包括YOLODataset、SemanticDataset都继承这个类

基类方法分析

get_img_files

def get_img_files(self, img_path):
    """Read image files."""  # 定义一个名为get_img_files的方法，用于读取图像文件

    try:
        f = []  # image files  # 创建一个空列表f，用于存储找到的图像文件路径

        # 下面的循环处理img_path，这可以是单个路径或路径列表
        for p in img_path if isinstance(img_path, list) else [img_path]:
            p = Path(p)  # os-agnostic  # 使用Path处理路径，以便跨操作系统兼容

            if p.is_dir():  # dir  # 如果p是一个目录
                # 使用glob模块搜索所有子目录中的所有文件，并将它们添加到列表f中
                f += glob.glob(str(p / '**' / '*.*'), recursive=True)
                # F = list(p.rglob('*.*'))  # pathlib  # 这是另一种使用pathlib模块的方法

            elif p.is_file():  # file  # 如果p是一个文件
                # 打开文件，并读取其中的内容，这些内容通常是图像文件的路径
                with open(p) as t:
                    t = t.read().strip().splitlines()
                    parent = str(p.parent) + os.sep
                    # 对于每个文件路径，转换为绝对路径，并添加到列表f中
                    f += [x.replace('./', parent) if x.startswith('./') else x for x in t]

            else:
                # 如果路径既不是文件也不是目录，则抛出一个异常
                raise FileNotFoundError(f'{self.prefix}{p} does not exist')

        # 对找到的文件进行筛选，只保留图像格式的文件，这里IMG_FORMATS是一个包含图像文件扩展名的列表
        im_files = sorted(x.replace('/', os.sep) for x in f if x.split('.')[-1].lower() in IMG_FORMATS)

        # 确保找到了图像文件，否则抛出异常
        assert im_files, f'{self.prefix}No images found in {img_path}'

    except Exception as e:
        # 如果在处理过程中发生任何异常，抛出一个异常，指明无法从给定路径加载数据
        raise FileNotFoundError(f'{self.prefix}Error loading data from {img_path}\n{HELP_URL}') from e

    if self.fraction < 1:
        # 如果属性fraction小于1，那么只返回一部分图像文件
        im_files = im_files[:round(len(im_files) * self.fraction)]

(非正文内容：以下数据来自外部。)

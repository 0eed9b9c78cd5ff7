use serde::{Deserialize, Serialize};

use crate::kernel::SweepResult;

/// One recorded observation of a run.
#[derive(Debug, Clone, PartialEq, Serialize, Deserialize)]
pub struct MetricSample {
    /// Sweep index the sample was taken after.
    pub sweep: usize,
    /// Moves proposed during that sweep.
    pub proposed: usize,
    /// Moves accepted during that sweep.
    pub accepted: usize,
    /// Description-length change applied during that sweep.
    pub delta_s: f64,
    /// Description length after the sweep.
    pub entropy: f64,
    /// Number of occupied blocks after the sweep.
    pub actual_b: usize,
    /// Partition hash after the sweep.
    pub partition_hash: String,
}

/// Collects per-sweep samples and summarises acceptance behaviour.
#[derive(Debug, Clone, Default, PartialEq, Serialize, Deserialize)]
pub struct MetricsRecorder {
    samples: Vec<MetricSample>,
}

impl MetricsRecorder {
    /// Creates an empty recorder.
    pub fn new() -> Self {
        Self::default()
    }

    /// Appends one sweep's observation.
    pub fn push(
        &mut self,
        sweep: usize,
        result: &SweepResult,
        entropy: f64,
        actual_b: usize,
        partition_hash: String,
    ) {
        self.samples.push(MetricSample {
            sweep,
            proposed: result.proposed,
            accepted: result.accepted,
            delta_s: result.delta_s,
            entropy,
            actual_b,
            partition_hash,
        });
    }

    /// All recorded samples, in sweep order.
    pub fn samples(&self) -> &[MetricSample] {
        &self.samples
    }

    /// Overall acceptance rate across the recorded sweeps.
    pub fn acceptance_rate(&self) -> f64 {
        let proposed: usize = self.samples.iter().map(|s| s.proposed).sum();
        let accepted: usize = self.samples.iter().map(|s| s.accepted).sum();
        if proposed == 0 {
            0.0
        } else {
            accepted as f64 / proposed as f64
        }
    }

    /// Best (lowest) description length observed.
    pub fn best_entropy(&self) -> Option<f64> {
        self.samples
            .iter()
            .map(|s| s.entropy)
            .min_by(|a, b| a.total_cmp(b))
    }
}
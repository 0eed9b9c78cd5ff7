use proptest::prelude::*;
use sbm_core::RngHandle;
use sbm_graph::{gen_erdos_renyi, Multigraph};

fn check_degree_sums(graph: &Multigraph) {
    let out_sum: usize = graph.vertices().map(|v| graph.out_degree(v)).sum();
    let in_sum: usize = graph.vertices().map(|v| graph.in_degree(v)).sum();
    if graph.is_directed() {
        assert_eq!(out_sum, graph.num_edges());
        assert_eq!(in_sum, graph.num_edges());
    } else {
        // Loops sit once in the adjacency, so only loop-free graphs obey
        // the handshake identity exactly; the generators emit none.
        assert_eq!(out_sum, 2 * graph.num_edges());
    }
}

proptest! {
    #[test]
    fn random_graphs_respect_invariants(seed in any::<u64>(), n in 2usize..30, directed in any::<bool>()) {
        let mut rng = RngHandle::from_seed(seed);
        let graph = gen_erdos_renyi(n, 0.3, directed, &mut rng).unwrap();
        check_degree_sums(&graph);
        for edge in graph.edges() {
            let (u, v) = graph.endpoints(edge).unwrap();
            prop_assert!(u < n && v < n);
        }
    }
}

#[test]
fn edge_slots_are_recycled() {
    let mut graph = Multigraph::with_vertices(4, false);
    let e0 = graph.add_edge(0, 1).unwrap();
    let _e1 = graph.add_edge(1, 2).unwrap();
    graph.remove_edge(e0).unwrap();
    assert!(!graph.is_alive(e0));
    let e2 = graph.add_edge(2, 3).unwrap();
    assert_eq!(e2, e0, "dead slot must be reused");
    assert_eq!(graph.num_edges(), 2);
    assert_eq!(graph.edge_slots(), 2);
}

#[test]
fn removing_unknown_edges_fails() {
    let mut graph = Multigraph::with_vertices(2, true);
    let e = graph.add_edge(0, 1).unwrap();
    graph.remove_edge(e).unwrap();
    assert!(graph.remove_edge(e).is_err());
    assert!(graph.add_edge(0, 7).is_err());
}

#[test]
fn self_loops_appear_once_in_adjacency() {
    let mut graph = Multigraph::with_vertices(2, false);
    let e = graph.add_edge(0, 0).unwrap();
    assert_eq!(graph.out_neighbours(0).len(), 1);
    assert_eq!(graph.out_neighbours(0)[0].edge, e);
    graph.remove_edge(e).unwrap();
    assert!(graph.out_neighbours(0).is_empty());
}
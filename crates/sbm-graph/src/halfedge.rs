use serde::{Deserialize, Serialize};

use sbm_core::errors::SbmError;
use sbm_core::{EdgeIx, Vertex};

use crate::graph::Multigraph;

/// Half-edge expansion of a multigraph, used by the overlapping model.
///
/// Each endpoint of each original edge becomes its own vertex; the two
/// halves of an edge are joined by a single expansion edge. The expansion
/// remembers, per half-edge, its owning original node and its source edge,
/// so a labelling of half-edges induces a multiset of labels per node.
#[derive(Debug, Clone, Serialize, Deserialize)]
pub struct HalfEdgeExpansion {
    graph: Multigraph,
    owner: Vec<Vertex>,
    source_edge: Vec<EdgeIx>,
    halves: Vec<Vec<Vertex>>,
    expansion_edge: Vec<EdgeIx>,
}

impl HalfEdgeExpansion {
    /// Builds the expansion of `original`. Edge slots of the original graph
    /// index `expansion_edge`; dead slots map to `usize::MAX`.
    pub fn build(original: &Multigraph) -> Result<Self, SbmError> {
        let mut graph = Multigraph::new(original.is_directed());
        let mut owner = Vec::new();
        let mut source_edge = Vec::new();
        let mut halves = vec![Vec::new(); original.num_vertices()];
        let mut expansion_edge = vec![usize::MAX; original.edge_slots()];

        for edge in original.edges() {
            let (u, v) = original.endpoints(edge)?;
            let hu = graph.add_vertex();
            owner.push(u);
            source_edge.push(edge);
            halves[u].push(hu);
            let hv = graph.add_vertex();
            owner.push(v);
            source_edge.push(edge);
            halves[v].push(hv);
            expansion_edge[edge] = graph.add_edge(hu, hv)?;
        }

        Ok(Self {
            graph,
            owner,
            source_edge,
            halves,
            expansion_edge,
        })
    }

    /// The half-edge graph itself.
    pub fn graph(&self) -> &Multigraph {
        &self.graph
    }

    /// Original node owning the half-edge `h`.
    pub fn owner(&self, h: Vertex) -> Vertex {
        self.owner[h]
    }

    /// Original edge that produced the half-edge `h`.
    pub fn source_edge(&self, h: Vertex) -> EdgeIx {
        self.source_edge[h]
    }

    /// All half-edges owned by original node `u`.
    pub fn halves(&self, u: Vertex) -> &[Vertex] {
        &self.halves[u]
    }

    /// Number of original nodes.
    pub fn num_nodes(&self) -> usize {
        self.halves.len()
    }

    /// Number of half-edges.
    pub fn num_half_edges(&self) -> usize {
        self.owner.len()
    }

    /// Expansion edge corresponding to an original edge slot, when alive.
    pub fn expansion_edge(&self, original_edge: EdgeIx) -> Option<EdgeIx> {
        match self.expansion_edge.get(original_edge) {
            Some(&slot) if slot != usize::MAX => Some(slot),
            _ => None,
        }
    }

    /// The half-edge on the far side of `h`'s expansion edge.
    pub fn opposite(&self, h: Vertex) -> Result<Vertex, SbmError> {
        let edge = self
            .expansion_edge(self.source_edge[h])
            .expect("half-edge has an alive expansion edge");
        let (a, b) = self.graph.endpoints(edge)?;
        Ok(if a == h { b } else { a })
    }
}
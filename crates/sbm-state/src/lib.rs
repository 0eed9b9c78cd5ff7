#![deny(missing_docs)]

//! Authoritative SBM inference state: block assignments, the contracted
//! block multigraph, incremental move deltas, description-length terms, and
//! the nested (coupled) hierarchy.

mod block_state;
mod egroups;
mod emat;
mod entropy;
mod hierarchy;
mod mentries;
mod overlap;
mod pstats;
mod recs;

pub use block_state::{BlockState, BlockStateOpts, MoveLog};
pub use egroups::{DynamicSampler, EGroups};
pub use emat::BlockPairIndex;
pub use entropy::{DegreeDlKind, EntropyArgs};
pub use hierarchy::NestedBlockState;
pub use mentries::{MEntries, RecDelta};
pub use overlap::{OverlapBlockState, OverlapOpts};
pub use pstats::PartitionStats;
pub use recs::{RecParams, RecType};
//! Pluggable cipher, MAC and compression method descriptors: the crypto
//! pipeline's late-bound vtable equivalent.

mod cipher;
pub use cipher::{Builtin as CipherBuiltin, Cipher, CipherState, CustomCipher};

mod hmac;
pub use hmac::Hmac;

mod compress;
pub use compress::{Compress, Compressed, Decompressed};
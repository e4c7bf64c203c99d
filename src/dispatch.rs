//! The inline dispatcher: decides, for a freshly decoded [`Packet`], whether
//! it is handled on the spot (DISCONNECT, IGNORE, DEBUG, channel
//! flow-control) or queued to the brigade for the caller to retrieve later.

use tracing::{debug, warn};

use crate::callbacks::Callbacks;
use crate::channel::{ChannelTable, ExtendedDataMode};
use crate::error::{DisconnectedBy, DisconnectedError, Error, Result};
use crate::message::{self, read_string, read_u32};
use crate::packet::{MacStatus, Packet, CHANNEL_DATA_HEAD, CHANNEL_EXTENDED_DATA_HEAD};

/// What the caller (`Session::packet_read`) must do with a dispatched packet.
#[derive(Debug)]
pub enum Action {
    /// The packet was fully handled inline; nothing more to do.
    Consumed,

    /// Append the packet to the brigade.
    Enqueue(Packet),

    /// Append the packet to the brigade and additionally drive a key
    /// (re-)exchange before returning to the caller.
    EnqueueAndRekey(Packet),

    /// The peer asked to disconnect; the session is now dead.
    Disconnect(DisconnectedError),

    /// The packet was discarded, but a `WINDOW_ADJUST` for `bytes` must be
    /// sent back to the peer on `channel_id` to avoid starving it.
    SendWindowAdjust { channel_id: u32, bytes: u32 },
}

/// Resolve a possibly-invalid MAC status against the mac-error callback.
/// Returns `Ok(MacStatus::Confirmed)` if the frame should be treated as
/// trusted (either it already was, or the callback rescued it), or the
/// fatal [`Error::InvalidMac`] otherwise.
pub fn resolve_mac(status: MacStatus, callbacks: &mut Callbacks) -> Result<MacStatus> {
    match status {
        MacStatus::Invalid if !callbacks.mac_error_rescued() => Err(Error::InvalidMac),
        MacStatus::Invalid => Ok(MacStatus::Confirmed),
        confirmed => Ok(confirmed),
    }
}

/// Apply the inline dispatch table to an already MAC-confirmed packet.
///
/// The channel-level outcomes (`ChannelUnknown`, `ChannelPacketExceeded`,
/// `ChannelWindowExceeded`) are advisory: they never fail this call, they're
/// returned alongside the `Action` the caller should still take, for
/// `Session::last_warning()` to surface.
pub fn dispatch<C: ChannelTable>(
    packet: Packet,
    exchanging_keys: bool,
    channels: &mut C,
    callbacks: &mut Callbacks,
) -> (Action, Option<Error>) {
    match packet.message_type() {
        message::DISCONNECT => {
            let reason = read_u32(packet.data(), 1).unwrap_or(0);
            let (desc, next) = read_string(packet.data(), 5).unwrap_or((&[], 5));
            let (lang, _) = read_string(packet.data(), next).unwrap_or((&[], next));

            let err = DisconnectedError {
                by: DisconnectedBy::Them,
                reason,
                description: String::from_utf8_lossy(desc).into_owned(),
                language: String::from_utf8_lossy(lang).into_owned(),
            };

            debug!(reason = err.reason, description = %err.description, "<- DISCONNECT");
            callbacks.disconnected(&err);

            (Action::Disconnect(err), None)
        }

        message::IGNORE => {
            debug!("<- IGNORE");

            if let Some((data, _)) = read_string(packet.data(), 1) {
                callbacks.ignored(data);
            }

            (Action::Consumed, None)
        }

        message::DEBUG => {
            let always_display = packet.data().get(1).copied().unwrap_or(0) != 0;
            let (msg, next) = read_string(packet.data(), 2).unwrap_or((&[], 2));
            let (lang, _) = read_string(packet.data(), next).unwrap_or((&[], next));

            debug!(always_display, message = %String::from_utf8_lossy(msg), "<- DEBUG");
            callbacks.debugged(always_display, msg, lang);

            (Action::Consumed, None)
        }

        message::KEXINIT => {
            if exchanging_keys {
                debug!("<- KEXINIT while already exchanging keys, queuing");
                (Action::Enqueue(packet), None)
            } else {
                debug!("<- KEXINIT, triggering rekey");
                (Action::EnqueueAndRekey(packet), None)
            }
        }

        message::CHANNEL_DATA => dispatch_channel_data(packet, channels),
        message::CHANNEL_EXTENDED_DATA => dispatch_channel_extended_data(packet, channels),

        message::CHANNEL_EOF => {
            if let Some(id) = read_u32(packet.data(), 1) {
                debug!(channel = id, "<- CHANNEL_EOF");
                channels.set_eof(id);
            }

            (Action::Consumed, None)
        }

        message::CHANNEL_CLOSE => {
            if let Some(id) = read_u32(packet.data(), 1) {
                debug!(channel = id, "<- CHANNEL_CLOSE");
                channels.set_closed(id);
            }

            (Action::Consumed, None)
        }

        _ => (Action::Enqueue(packet), None),
    }
}

fn dispatch_channel_data<C: ChannelTable>(mut packet: Packet, channels: &mut C) -> (Action, Option<Error>) {
    let Some(id) = read_u32(packet.data(), 1) else {
        return (Action::Consumed, None);
    };

    let Some(packet_size) = channels.packet_size(id) else {
        warn!(channel = id, "<- CHANNEL_DATA for unknown channel");
        return (Action::Consumed, Some(Error::ChannelUnknown(id)));
    };
    let window = channels.window_size(id).unwrap_or(0);

    let Some((data, _)) = read_string(packet.data(), 1 + 4) else {
        return (Action::Consumed, None);
    };

    let (accepted, warning) = accept_within_limits(data.len() as u32, packet_size, window, id);
    channels.shrink_window(id, accepted);
    channels.clear_eof(id);

    if let Some(ref warning) = warning {
        warn!(channel = id, error = %warning, "<- CHANNEL_DATA truncated");
    }

    debug_assert_eq!(packet.data_head(), CHANNEL_DATA_HEAD);
    packet.truncate_body(accepted as usize);
    (Action::Enqueue(packet), warning)
}

fn dispatch_channel_extended_data<C: ChannelTable>(mut packet: Packet, channels: &mut C) -> (Action, Option<Error>) {
    let Some(id) = read_u32(packet.data(), 1) else {
        return (Action::Consumed, None);
    };

    if channels.extended_data_mode(id) == Some(ExtendedDataMode::Ignore) {
        let datalen = packet.data().len().saturating_sub(CHANNEL_EXTENDED_DATA_HEAD);

        debug!(channel = id, bytes = datalen, "<- CHANNEL_EXTENDED_DATA ignored, crediting window back");

        return (
            Action::SendWindowAdjust {
                channel_id: id,
                bytes: datalen as u32,
            },
            None,
        );
    }

    let Some(packet_size) = channels.packet_size(id) else {
        warn!(channel = id, "<- CHANNEL_EXTENDED_DATA for unknown channel");
        return (Action::Consumed, Some(Error::ChannelUnknown(id)));
    };
    let window = channels.window_size(id).unwrap_or(0);

    let Some((data, _)) = read_string(packet.data(), 1 + 4 + 4) else {
        return (Action::Consumed, None);
    };

    let (accepted, warning) = accept_within_limits(data.len() as u32, packet_size, window, id);
    channels.shrink_window(id, accepted);

    if let Some(ref warning) = warning {
        warn!(channel = id, error = %warning, "<- CHANNEL_EXTENDED_DATA truncated");
    }

    debug_assert_eq!(packet.data_head(), CHANNEL_EXTENDED_DATA_HEAD);
    packet.truncate_body(accepted as usize);
    (Action::Enqueue(packet), warning)
}

/// Clamp an incoming data length to the channel's advertised packet size and
/// remaining window, reporting whichever limit (if any) was hit first.
fn accept_within_limits(len: u32, packet_size: u32, window: u32, channel_id: u32) -> (u32, Option<Error>) {
    if len > packet_size {
        (packet_size.min(window), Some(Error::ChannelPacketExceeded(channel_id)))
    } else if len > window {
        (window, Some(Error::ChannelWindowExceeded(channel_id)))
    } else {
        (len, None)
    }
}
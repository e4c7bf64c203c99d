//! Tunables for the packet engine.

use std::time::Duration;

/// Tunable limits and timing parameters for a [`crate::session::Session`].
///
/// Constructed via [`Default`], individual fields may be overridden before
/// the session is built.
#[derive(Debug, Clone, PartialEq, Eq)]
pub struct Config {
    /// Maximum number of would-block retries `read_exact` performs before
    /// giving up on a blocking read.
    pub poll_max_loops: u32,

    /// Delay slept between would-block retries.
    pub poll_udelay: Duration,

    /// Maximum accepted decoded payload size, in bytes.
    pub max_payload: u32,

    /// Maximum accepted decompressed payload size, in bytes.
    pub max_decompressed: u32,

    /// Maximum accepted compressed payload size, in bytes.
    pub max_compressed: u32,
}

impl Default for Config {
    fn default() -> Self {
        Self {
            poll_max_loops: 5_000,
            poll_udelay: Duration::from_micros(250),
            max_payload: 40_000,
            max_decompressed: 40_000,
            max_compressed: 400_000,
        }
    }
}
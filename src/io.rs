//! Wire I/O: reading exact byte counts and writing whole frames on a socket
//! that toggles between non-blocking (first byte of a frame) and blocking
//! (everything after) per RFC 4253's framing needs.

use std::io::{self, Read, Write};
use std::time::Duration;

use tracing::warn;

use crate::error::{Error, Result};

/// A bidirectional byte channel the engine can toggle in and out of
/// non-blocking mode. Implemented for [`std::net::TcpStream`] and any other
/// socket-like type that supports the same.
pub trait Pipe: Read + Write {
    /// Put the underlying descriptor in (or out of) non-blocking mode.
    fn set_nonblocking(&self, nonblocking: bool) -> io::Result<()>;
}

impl Pipe for std::net::TcpStream {
    fn set_nonblocking(&self, nonblocking: bool) -> io::Result<()> {
        std::net::TcpStream::set_nonblocking(self, nonblocking)
    }
}

impl Pipe for std::os::unix::net::UnixStream {
    fn set_nonblocking(&self, nonblocking: bool) -> io::Result<()> {
        std::os::unix::net::UnixStream::set_nonblocking(self, nonblocking)
    }
}

/// Thin wrapper around a [`Pipe`] implementing the blocking/non-blocking read
/// dance the transport needs, plus whole-frame writes.
pub struct WireIo<P> {
    inner: P,
}

impl<P: Pipe> WireIo<P> {
    /// Wrap a socket-like type.
    pub fn new(inner: P) -> Self {
        Self { inner }
    }

    /// Access the underlying socket.
    pub fn get_ref(&self) -> &P {
        &self.inner
    }

    /// Force-blocking read of exactly `buf.len()` bytes.
    ///
    /// Retries on interruption, spins with a short sleep on would-block up to
    /// `poll_max_loops` iterations, and turns a closed connection (a `0`-byte
    /// read) into a fatal I/O error rather than looping forever.
    pub fn read_exact(
        &mut self,
        buf: &mut [u8],
        poll_max_loops: u32,
        poll_udelay: Duration,
    ) -> Result<()> {
        self.inner.set_nonblocking(false)?;

        let mut filled = 0;
        let mut polls = 0;

        while filled < buf.len() {
            match self.inner.read(&mut buf[filled..]) {
                Ok(0) => {
                    warn!("peer closed the connection mid-frame");
                    return Err(Error::Io(io::Error::new(
                        io::ErrorKind::UnexpectedEof,
                        "peer closed the connection mid-frame",
                    )));
                }
                Ok(n) => filled += n,
                Err(e) if e.kind() == io::ErrorKind::Interrupted => continue,
                Err(e) if e.kind() == io::ErrorKind::WouldBlock => {
                    polls += 1;
                    if polls > poll_max_loops {
                        warn!(poll_max_loops, "gave up waiting for the peer");
                        return Err(Error::PollTimeout(poll_max_loops));
                    }
                    std::thread::sleep(poll_udelay);
                }
                Err(e) => return Err(Error::Io(e)),
            }
        }

        Ok(())
    }

    /// Attempt a single-byte non-blocking read into `buf[0]`; if nothing is
    /// immediately available, returns `Ok(false)` ("no packet waiting") rather
    /// than an error. Once that first byte has arrived, commits to a blocking
    /// read of the remaining `buf.len() - 1` bytes.
    ///
    /// Inherited quirk: if the peer sends exactly one byte and then stalls
    /// indefinitely, this call blocks forever on the follow-on read — there is
    /// no bounded timeout on the "committed" portion, by design (see
    /// `DESIGN.md`, Open Question — short read on plaintext preamble).
    pub fn peek1_then_fill(
        &mut self,
        buf: &mut [u8],
        poll_max_loops: u32,
        poll_udelay: Duration,
    ) -> Result<bool> {
        self.inner.set_nonblocking(true)?;

        loop {
            match self.inner.read(&mut buf[..1]) {
                Ok(0) => {
                    warn!("peer closed the connection before a frame started");
                    return Err(Error::Io(io::Error::new(
                        io::ErrorKind::UnexpectedEof,
                        "peer closed the connection",
                    )));
                }
                Ok(_) => break,
                Err(e) if e.kind() == io::ErrorKind::Interrupted => continue,
                Err(e) if e.kind() == io::ErrorKind::WouldBlock => return Ok(false),
                Err(e) => return Err(Error::Io(e)),
            }
        }

        self.read_exact(&mut buf[1..], poll_max_loops, poll_udelay)?;

        Ok(true)
    }

    /// Write an entire frame (already assembled: header + payload + padding
    /// [+ MAC]) in one blocking call. A short write on the underlying socket
    /// is retried transparently by `write_all`; any residual error is fatal.
    pub fn write_frame(&mut self, frame: &[u8]) -> Result<()> {
        self.inner.set_nonblocking(false)?;
        self.inner.write_all(frame)?;
        self.inner.flush()?;

        Ok(())
    }
}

    return im_files  # 返回找到的图像文件列表


def update_labels(self, include_class: Optional[list]):
    """Update labels to include only these classes (optional)."""  # 定义方法update_labels，用于更新标签以仅包含指定的类别

    include_class_array = np.array(include_class).reshape(1, -1)  # 将包含类别的列表转换为numpy数组，并重塑为1行多列的形式

    for i in range(len(self.labels)):  # 遍历self.labels中的每个元素
        if include_class is not None:  # 如果指定了包含的类别
            cls = self.labels[i]['cls']  # 获取当前标签的类别
            bboxes = self.labels[i]['bboxes']  # 获取当前标签的边界框
            segments = self.labels[i]['segments']  # 获取当前标签的分割信息
            keypoints = self.labels[i]['keypoints']  # 获取当前标签的关键点

            j = (cls == include_class_array).any(1)  # 检查cls中的每个元素是否在include_class_array中，返回布尔数组

            self.labels[i]['cls'] = cls[j]  # 更新类别，只保留包含在include_class_array中的类别
            self.labels[i]['bboxes'] = bboxes[j]  # 更新边界框，与类别对应

            if segments:  # 如果有分割信息
                # 只保留对应于include_class_array中类别的分割信息
                self.labels[i]['segments'] = [segments[si] for si, idx in enumerate(j) if idx]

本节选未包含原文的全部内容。